**TASK TO CARRY OUT:**
Read the records below. Copy each line where the string "MapConfig" occurs.

**DATA RECORDS:**
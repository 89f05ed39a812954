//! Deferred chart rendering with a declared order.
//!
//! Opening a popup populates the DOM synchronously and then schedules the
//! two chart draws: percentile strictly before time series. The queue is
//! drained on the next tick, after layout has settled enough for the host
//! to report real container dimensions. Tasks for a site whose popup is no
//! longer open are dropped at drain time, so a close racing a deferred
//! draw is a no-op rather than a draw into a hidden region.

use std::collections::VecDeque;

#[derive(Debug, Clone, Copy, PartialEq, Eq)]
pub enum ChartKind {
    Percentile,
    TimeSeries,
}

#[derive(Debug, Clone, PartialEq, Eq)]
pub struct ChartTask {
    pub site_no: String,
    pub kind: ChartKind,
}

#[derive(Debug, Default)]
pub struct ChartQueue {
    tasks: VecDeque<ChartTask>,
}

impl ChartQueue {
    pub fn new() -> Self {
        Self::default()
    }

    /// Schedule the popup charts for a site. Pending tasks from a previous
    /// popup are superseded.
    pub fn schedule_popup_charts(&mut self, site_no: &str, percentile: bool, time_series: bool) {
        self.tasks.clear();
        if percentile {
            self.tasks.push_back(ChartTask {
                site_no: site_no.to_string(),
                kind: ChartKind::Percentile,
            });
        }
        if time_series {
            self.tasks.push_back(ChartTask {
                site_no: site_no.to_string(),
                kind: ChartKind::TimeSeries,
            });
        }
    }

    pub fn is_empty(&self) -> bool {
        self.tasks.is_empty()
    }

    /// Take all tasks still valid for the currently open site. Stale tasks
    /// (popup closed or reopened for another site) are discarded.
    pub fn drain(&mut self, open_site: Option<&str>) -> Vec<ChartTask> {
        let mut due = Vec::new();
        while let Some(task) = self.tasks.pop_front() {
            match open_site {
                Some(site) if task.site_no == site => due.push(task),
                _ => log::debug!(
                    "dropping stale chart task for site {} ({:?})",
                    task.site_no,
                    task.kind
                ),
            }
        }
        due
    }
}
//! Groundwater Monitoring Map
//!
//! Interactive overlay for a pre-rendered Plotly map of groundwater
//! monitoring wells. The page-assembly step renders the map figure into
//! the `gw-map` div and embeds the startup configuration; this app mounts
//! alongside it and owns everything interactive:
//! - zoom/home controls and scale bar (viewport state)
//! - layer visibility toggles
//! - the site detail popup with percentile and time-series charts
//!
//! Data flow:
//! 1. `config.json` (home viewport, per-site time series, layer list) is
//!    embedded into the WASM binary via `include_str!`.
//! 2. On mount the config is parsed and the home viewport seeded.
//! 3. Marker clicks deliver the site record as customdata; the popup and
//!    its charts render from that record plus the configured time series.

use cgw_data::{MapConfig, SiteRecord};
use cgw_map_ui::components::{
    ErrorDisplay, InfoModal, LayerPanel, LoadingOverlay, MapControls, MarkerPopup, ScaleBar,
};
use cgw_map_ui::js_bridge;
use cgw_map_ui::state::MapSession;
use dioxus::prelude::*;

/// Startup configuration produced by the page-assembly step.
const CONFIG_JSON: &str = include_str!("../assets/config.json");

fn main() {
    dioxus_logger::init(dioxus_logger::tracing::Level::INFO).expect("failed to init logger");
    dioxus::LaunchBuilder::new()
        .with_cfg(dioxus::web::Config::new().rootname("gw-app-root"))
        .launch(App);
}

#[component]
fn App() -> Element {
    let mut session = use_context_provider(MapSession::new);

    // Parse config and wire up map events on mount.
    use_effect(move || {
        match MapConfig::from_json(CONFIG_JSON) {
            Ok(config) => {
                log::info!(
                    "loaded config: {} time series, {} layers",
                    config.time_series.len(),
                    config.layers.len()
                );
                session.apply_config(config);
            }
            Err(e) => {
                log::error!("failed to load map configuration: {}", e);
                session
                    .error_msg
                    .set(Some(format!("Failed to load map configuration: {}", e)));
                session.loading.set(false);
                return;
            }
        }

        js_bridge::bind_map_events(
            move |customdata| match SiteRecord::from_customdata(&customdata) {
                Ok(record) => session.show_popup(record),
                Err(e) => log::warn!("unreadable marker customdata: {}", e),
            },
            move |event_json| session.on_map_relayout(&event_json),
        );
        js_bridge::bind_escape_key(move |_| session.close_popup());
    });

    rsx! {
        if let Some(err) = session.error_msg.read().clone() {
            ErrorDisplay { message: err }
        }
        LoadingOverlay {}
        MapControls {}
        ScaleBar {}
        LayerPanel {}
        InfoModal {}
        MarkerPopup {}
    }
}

**ANSWER SPACE:**
use cgw_data::{MapConfig, SiteRecord};
        match MapConfig::from_json(CONFIG_JSON) {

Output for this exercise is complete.